• MATERIAL SUPPLIED
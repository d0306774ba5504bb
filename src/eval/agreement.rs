//! Inter-annotator agreement over a corpus of markup pairs.
//!
//! Documents are paired by name: either two copies of a file somewhere below
//! one directory, or the same relative path below two directories. Each pair
//! is scored with LEA-with-children and the unnormalized sums are added up,
//! so the total is a micro-average weighted by entity sizes.

use super::lea::{lea_children_totals, LeaScores, LeaTotals, EPSILON};
use crate::error::{Error, Result};
use coref_markup_core::Markup;
use glob::glob;
use std::collections::{BTreeMap, BTreeSet};
use std::path::{Path, PathBuf};

/// Two annotations of one document.
#[derive(Debug, Clone, PartialEq, Eq, PartialOrd, Ord)]
pub struct DocumentPair {
    /// Name shown in the report
    pub name: String,
    /// First annotation
    pub a: PathBuf,
    /// Second annotation
    pub b: PathBuf,
}

/// Pairs found in a corpus, plus the files that could not be paired.
#[derive(Debug, Clone, Default)]
pub struct PairDiscovery {
    /// Documents to score
    pub pairs: Vec<DocumentPair>,
    /// One message per unpaired or ambiguous document
    pub warnings: Vec<String>,
}

impl PairDiscovery {
    fn warn(&mut self, message: String) {
        log::debug!("AGREEMENT: {}", message);
        self.warnings.push(message);
    }
}

/// Every `*.json` file below `dir`, sorted.
fn json_files(dir: &Path) -> Result<Vec<PathBuf>> {
    let root = dir
        .to_str()
        .ok_or_else(|| Error::corpus(format!("Path is not valid UTF-8: {}", dir.display())))?;
    let pattern = format!("{}/**/*.json", glob::Pattern::escape(root));
    let matches = glob(&pattern).map_err(|e| Error::corpus(format!("Invalid glob pattern '{}': {}", pattern, e)))?;
    let mut files = Vec::new();
    for entry in matches {
        match entry {
            Ok(path) if path.is_file() => files.push(path),
            Ok(_) => {}
            Err(e) => log::warn!("glob match error: {}", e),
        }
    }
    files.sort();
    Ok(files)
}

/// Pair files with the same name anywhere below `dir`.
pub fn pairs_from_dir(dir: impl AsRef<Path>) -> Result<PairDiscovery> {
    let mut by_name: BTreeMap<String, Vec<PathBuf>> = BTreeMap::new();
    for path in json_files(dir.as_ref())? {
        let name = path
            .file_name()
            .map(|n| n.to_string_lossy().into_owned())
            .unwrap_or_default();
        by_name.entry(name).or_default().push(path);
    }

    let mut discovery = PairDiscovery::default();
    for (name, mut paths) in by_name {
        match paths.len() {
            1 => discovery.warn(format!("No matching document for {}", paths[0].display())),
            2 => {
                let b = paths.pop().unwrap_or_default();
                let a = paths.pop().unwrap_or_default();
                discovery.pairs.push(DocumentPair { name, a, b });
            }
            _ => discovery.warn(format!(
                "Too many matching documents: {}",
                paths.iter().map(|p| p.display().to_string()).collect::<Vec<_>>().join(", ")
            )),
        }
    }
    Ok(discovery)
}

fn relative_paths(dir: &Path) -> Result<BTreeSet<PathBuf>> {
    Ok(json_files(dir)?
        .into_iter()
        .filter_map(|path| path.strip_prefix(dir).ok().map(Path::to_path_buf))
        .collect())
}

/// Pair files with the same relative path below `a` and `b`.
pub fn pairs_from_two_dirs(a: impl AsRef<Path>, b: impl AsRef<Path>) -> Result<PairDiscovery> {
    let (a, b) = (a.as_ref(), b.as_ref());
    let a_files = relative_paths(a)?;
    let b_files = relative_paths(b)?;

    let mut discovery = PairDiscovery::default();
    for file in a_files.difference(&b_files) {
        discovery.warn(format!("No matching document for {}", a.join(file).display()));
    }
    for file in b_files.difference(&a_files) {
        discovery.warn(format!("No matching document for {}", b.join(file).display()));
    }
    for file in a_files.intersection(&b_files) {
        discovery.pairs.push(DocumentPair {
            name: file.display().to_string(),
            a: a.join(file),
            b: b.join(file),
        });
    }
    Ok(discovery)
}

/// Per-document and corpus scores.
#[derive(Debug, Clone, Default)]
pub struct Agreement {
    /// `(document name, scores)` in pair order
    pub documents: Vec<(String, LeaScores)>,
    /// Micro-averaged scores over all documents
    pub total: LeaScores,
    /// Accumulated sums behind `total`
    pub totals: LeaTotals,
}

impl Agreement {
    /// Score sorted pairs with the default smoothing.
    pub fn score(pairs: &[DocumentPair]) -> Result<Self> {
        Self::score_with(pairs, EPSILON)
    }

    /// Score sorted pairs; any text mismatch aborts the run.
    pub fn score_with(pairs: &[DocumentPair], eps: f64) -> Result<Self> {
        let mut pairs = pairs.to_vec();
        pairs.sort();

        let mut agreement = Agreement::default();
        for pair in &pairs {
            let a = Markup::from_path(&pair.a)?;
            let b = Markup::from_path(&pair.b)?;
            if !a.same_text(&b) {
                return Err(Error::text_mismatch(pair.name.clone()));
            }
            let totals = lea_children_totals(&a, &b);
            let scores = totals.scores(eps);
            log::debug!("{}: p={:.3} r={:.3} f1={:.3}", pair.name, scores.precision, scores.recall, scores.f1);
            agreement.documents.push((pair.name.clone(), scores));
            agreement.totals += totals;
        }
        agreement.total = agreement.totals.scores(eps);
        Ok(agreement)
    }
}
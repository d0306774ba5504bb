//! The markup document: text, entities, includes and merge provenance.
//!
//! This is the on-disk JSON format shared by the annotation tool and every
//! command in this workspace:
//!
//! ```json
//! {
//!   "entities": [[[0, 4], [20, 22]], [[9, 13]]],
//!   "includes": [[], [0]],
//!   "text": "John met Mary. He ...",
//!   "diff": [{"span": [0, 4], "comment": "added span", "shared_comment": null}]
//! }
//! ```
//!
//! `entities[i]` and `includes[i]` are index-aligned; `includes[i]` lists the
//! child entities of entity `i`.

use crate::error::{Error, Result};
use crate::span::Span;
use crate::text::CharText;
use serde::{Deserialize, Serialize};
use std::collections::BTreeSet;
use std::fs;
use std::io::Read;
use std::path::Path;

/// Provenance comments attached to one span of a merged or cleaned markup.
#[derive(Debug, Clone, PartialEq, Eq, Serialize, Deserialize)]
pub struct DiffEntry {
    /// Span the comments refer to
    pub span: Span,
    /// Comment about this span only
    #[serde(default)]
    pub comment: Option<String>,
    /// Comment shared by every span of the same relation
    #[serde(default)]
    pub shared_comment: Option<String>,
}

impl DiffEntry {
    /// True when neither comment is set.
    #[must_use]
    pub fn is_empty(&self) -> bool {
        self.comment.is_none() && self.shared_comment.is_none()
    }
}

/// A coreference markup document.
#[derive(Debug, Clone, PartialEq, Eq, Default, Serialize, Deserialize)]
pub struct Markup {
    /// Entities, each a list of spans
    pub entities: Vec<Vec<Span>>,
    /// Child entity indices, parallel to `entities`
    #[serde(default)]
    pub includes: Vec<Vec<usize>>,
    /// Source text (identical across versions of one document)
    pub text: String,
    /// Merge/clean provenance, omitted when empty
    #[serde(default, skip_serializing_if = "Vec::is_empty")]
    pub diff: Vec<DiffEntry>,
}

impl Markup {
    /// Create an empty markup over a text.
    #[must_use]
    pub fn new(text: impl Into<String>) -> Self {
        Self {
            text: text.into(),
            ..Self::default()
        }
    }

    /// Create a markup from entities and includes.
    ///
    /// Missing `includes` rows are padded with empty lists.
    #[must_use]
    pub fn with_entities(
        text: impl Into<String>,
        entities: Vec<Vec<Span>>,
        mut includes: Vec<Vec<usize>>,
    ) -> Self {
        includes.resize(entities.len(), Vec::new());
        Self {
            entities,
            includes,
            text: text.into(),
            diff: Vec::new(),
        }
    }

    /// Decode and validate a markup from JSON.
    pub fn from_json(json: &str) -> Result<Self> {
        let mut markup: Markup = serde_json::from_str(json)?;
        markup.normalize_includes();
        markup.validate()?;
        Ok(markup)
    }

    /// Decode and validate a markup from a reader.
    pub fn from_reader(mut reader: impl Read) -> Result<Self> {
        let mut json = String::new();
        reader.read_to_string(&mut json)?;
        Self::from_json(&json)
    }

    /// Read a markup file.
    pub fn from_path(path: impl AsRef<Path>) -> Result<Self> {
        let path = path.as_ref();
        let json = fs::read_to_string(path)?;
        Self::from_json(&json).map_err(|e| match e {
            Error::InvalidMarkup(msg) => {
                Error::invalid_markup(format!("{}: {}", path.display(), msg))
            }
            other => other,
        })
    }

    /// Encode as JSON.
    pub fn to_json(&self) -> Result<String> {
        Ok(serde_json::to_string(self)?)
    }

    /// Write the markup to a file in one go.
    pub fn write_to_path(&self, path: impl AsRef<Path>) -> Result<()> {
        let json = self.to_json()?;
        fs::write(path, json)?;
        Ok(())
    }

    /// Check index alignment, child indices and span bounds.
    pub fn validate(&self) -> Result<()> {
        if self.includes.len() != self.entities.len() {
            return Err(Error::invalid_markup(format!(
                "{} entities but {} includes rows",
                self.entities.len(),
                self.includes.len()
            )));
        }
        for (idx, children) in self.includes.iter().enumerate() {
            if let Some(bad) = children.iter().find(|&&c| c >= self.entities.len()) {
                return Err(Error::invalid_markup(format!(
                    "entity {} includes unknown entity {}",
                    idx, bad
                )));
            }
        }
        let char_len = self.text.chars().count();
        for (idx, entity) in self.entities.iter().enumerate() {
            if entity.is_empty() {
                return Err(Error::invalid_markup(format!("entity {} has no spans", idx)));
            }
            if let Some(span) = entity.iter().find(|s| s.end > char_len || s.start > char_len) {
                return Err(Error::invalid_markup(format!(
                    "span {} of entity {} is outside the text ({} chars)",
                    span, idx, char_len
                )));
            }
        }
        Ok(())
    }

    /// Char-indexed view of the text.
    #[must_use]
    pub fn char_text(&self) -> CharText<'_> {
        CharText::new(&self.text)
    }

    /// Every span of every entity.
    #[must_use]
    pub fn spans(&self) -> BTreeSet<Span> {
        self.entities.iter().flatten().copied().collect()
    }

    /// Number of entities.
    #[must_use]
    pub fn len(&self) -> usize {
        self.entities.len()
    }

    /// True when there are no entities.
    #[must_use]
    pub fn is_empty(&self) -> bool {
        self.entities.is_empty()
    }

    /// Whether two versions annotate the same text.
    #[must_use]
    pub fn same_text(&self, other: &Markup) -> bool {
        self.text == other.text
    }

    fn normalize_includes(&mut self) {
        if self.includes.len() < self.entities.len() {
            self.includes.resize(self.entities.len(), Vec::new());
        }
    }
}
//! Output formatting utilities for CLI commands

use is_terminal::IsTerminal;
use std::io::{self, Write};

/// Wrap `text` in an ANSI colour when stderr is a terminal.
pub fn color(code: &str, text: &str) -> String {
    if io::stderr().is_terminal() {
        format!("\x1b[{}m{}\x1b[0m", code, text)
    } else {
        text.to_string()
    }
}

/// Format error message for display
pub fn format_error(details: &str) -> String {
    format!("{} {}", color("31", "error:"), details)
}

/// Write lines to stdout and flush.
pub fn write_lines<I, S>(lines: I) -> Result<(), String>
where
    I: IntoIterator<Item = S>,
    S: AsRef<str>,
{
    let stdout = io::stdout();
    let mut out = stdout.lock();
    for line in lines {
        writeln!(out, "{}", line.as_ref()).map_err(|e| format!("Failed to write to stdout: {}", e))?;
    }
    out.flush().map_err(|e| format!("Failed to flush stdout: {}", e))
}
//! Batch emission.
//!
//! An [`Emitter`] runs a list of [`FamilyRequest`]s against a [`Registry`]
//! in one generation pass. Requests that cannot be satisfied (unregistered
//! algorithm, descriptor without capabilities, bad or duplicate base name,
//! a member whose Rust name an earlier family already defines) do not stop
//! the pass: they become [`Diagnostic`]s and the remaining
//! families are still emitted.

use std::collections::{HashMap, HashSet};
use std::fmt;
use std::path::Path;

use proc_macro2::TokenStream;
use quote::ToTokens;

use crate::{CodegenError, FamilyOptions, FamilyRequest, Hygiene, Registry};

/// Header written above the emitted items.
pub const GENERATED_HEADER: &str = "// @generated by digestforge-codegen. Do not edit.\n";

/// A problem reported to the build operator.
#[derive(Debug, Clone, PartialEq, Eq)]
pub struct Diagnostic {
    pub algorithm: String,
    pub base_name: String,
    pub message: String,
}

impl fmt::Display for Diagnostic {
    fn fmt(&self, f: &mut fmt::Formatter<'_>) -> fmt::Result {
        write!(
            f,
            "skipped family `{}` ({}): {}",
            self.base_name, self.algorithm, self.message
        )
    }
}

/// What one emitted family contains.
#[derive(Debug, Clone, PartialEq, Eq)]
pub struct FamilySummary {
    pub algorithm: String,
    pub base_name: String,
    pub members: Vec<String>,
}

/// Result of a generation pass.
#[derive(Debug, Default)]
pub struct Emission {
    pub families: Vec<FamilySummary>,
    pub diagnostics: Vec<Diagnostic>,
    tokens: TokenStream,
}

impl Emission {
    pub fn tokens(&self) -> &TokenStream {
        &self.tokens
    }

    /// Source text suitable for `include!`.
    pub fn source(&self) -> String {
        format!("{GENERATED_HEADER}{}\n", self.tokens)
    }

    /// Writes [`source`](Self::source) to `path`.
    pub fn write_to(&self, path: &Path) -> Result<(), CodegenError> {
        let source = self.source();
        std::fs::write(path, &source).map_err(|source| CodegenError::Write {
            path: path.to_path_buf(),
            source,
        })?;
        tracing::info!(
            path = %path.display(),
            families = self.families.len(),
            diagnostics = self.diagnostics.len(),
            bytes = source.len(),
            "wrote generated families"
        );
        Ok(())
    }
}

/// Runs generation passes against a registry.
#[derive(Debug)]
pub struct Emitter<'r> {
    registry: &'r Registry,
    options: FamilyOptions,
}

impl<'r> Emitter<'r> {
    pub fn new(registry: &'r Registry) -> Self {
        Self {
            registry,
            options: FamilyOptions::default(),
        }
    }

    pub fn with_options(mut self, options: FamilyOptions) -> Self {
        self.options = options;
        self
    }

    /// Emits every request that can be satisfied.
    pub fn emit(&self, requests: &[FamilyRequest]) -> Emission {
        let mut hygiene = Hygiene::new();
        let mut emission = Emission::default();
        let mut used = HashSet::new();
        // Rust identifier of every emitted member, mapped to its family.
        let mut defined: HashMap<String, String> = HashMap::new();

        for request in requests {
            let base_name = request.base_name();
            let diagnose = |message: String| {
                let diagnostic = Diagnostic {
                    algorithm: request.algorithm.clone(),
                    base_name: base_name.to_string(),
                    message,
                };
                tracing::warn!(
                    algorithm = %diagnostic.algorithm,
                    base = %diagnostic.base_name,
                    "{}",
                    diagnostic.message
                );
                diagnostic
            };

            if used.contains(base_name) {
                let err = CodegenError::DuplicateFamily {
                    name: base_name.to_string(),
                };
                emission.diagnostics.push(diagnose(err.to_string()));
                continue;
            }

            let Some(generator) = self.registry.generator(&request.algorithm) else {
                emission.diagnostics.push(diagnose(format!(
                    "no algorithm registered under `{}`",
                    request.algorithm
                )));
                continue;
            };

            match generator.generate(base_name, &mut hygiene, self.options) {
                Ok(family) => {
                    let collision = family.members().iter().find_map(|member| {
                        let ident = member.ident().to_string();
                        defined.get(&ident).map(|owner| CodegenError::MemberCollision {
                            name: base_name.to_string(),
                            ident,
                            owner: owner.clone(),
                        })
                    });
                    if let Some(err) = collision {
                        emission.diagnostics.push(diagnose(err.to_string()));
                        continue;
                    }

                    used.insert(base_name.to_string());
                    for member in family.members() {
                        defined.insert(member.ident().to_string(), base_name.to_string());
                    }
                    family.to_tokens(&mut emission.tokens);
                    emission.families.push(FamilySummary {
                        algorithm: request.algorithm.clone(),
                        base_name: base_name.to_string(),
                        members: family
                            .member_names()
                            .into_iter()
                            .map(str::to_string)
                            .collect(),
                    });
                }
                Err(err) => emission.diagnostics.push(diagnose(err.to_string())),
            }
        }

        tracing::info!(
            requested = requests.len(),
            emitted = emission.families.len(),
            skipped = emission.diagnostics.len(),
            fresh_identifiers = hygiene.allocated(),
            "generation pass complete"
        );
        emission
    }
}
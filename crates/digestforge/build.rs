use std::env;
use std::path::PathBuf;

use anyhow::Context;
use digestforge_codegen::{CONFIG_FILE, ConfigLoader, Emitter, Registry};

fn main() -> anyhow::Result<()> {
    let manifest_dir = PathBuf::from(env::var("CARGO_MANIFEST_DIR")?);
    let out_dir = PathBuf::from(env::var("OUT_DIR")?);

    println!("cargo:rerun-if-changed=build.rs");
    println!("cargo:rerun-if-changed={}", manifest_dir.join(CONFIG_FILE).display());
    let loader = ConfigLoader::new(&manifest_dir);
    for var in loader.env_vars() {
        println!("cargo:rerun-if-env-changed={var}");
    }

    let config = loader.load().context("loading digestforge.toml")?;
    let registry = Registry::builtin().context("building the builtin registry")?;

    let emission = Emitter::new(&registry)
        .with_options(config.family_options())
        .emit(&config.families);

    for diagnostic in &emission.diagnostics {
        println!("cargo:warning={diagnostic}");
    }

    let path = out_dir.join(&config.output);
    emission
        .write_to(&path)
        .with_context(|| format!("writing {}", path.display()))?;
    println!("cargo:rustc-env=DIGESTFORGE_GENERATED={}", path.display());

    Ok(())
}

• WORK REQUIRED
From the line that has "pub fn same_text(&self, other: &Markup)" through the line that has "let stdout = io::stdout();", copy every line exactly as it appears above, and leave out all others.

• ANSWER AREA
    pub fn same_text(&self, other: &Markup) -> bool {
        self.text == other.text
    }

    fn normalize_includes(&mut self) {
        if self.includes.len() < self.entities.len() {
            self.includes.resize(self.entities.len(), Vec::new());
        }
    }
}
//! Output formatting utilities for CLI commands

use is_terminal::IsTerminal;
use std::io::{self, Write};

/// Wrap `text` in an ANSI colour when stderr is a terminal.
pub fn color(code: &str, text: &str) -> String {
    if io::stderr().is_terminal() {
        format!("\x1b[{}m{}\x1b[0m", code, text)
    } else {
        text.to_string()
    }
}

/// Format error message for display
pub fn format_error(details: &str) -> String {
    format!("{} {}", color("31", "error:"), details)
}

/// Write lines to stdout and flush.
pub fn write_lines<I, S>(lines: I) -> Result<(), String>
where
    I: IntoIterator<Item = S>,
    S: AsRef<str>,
{
    let stdout = io::stdout();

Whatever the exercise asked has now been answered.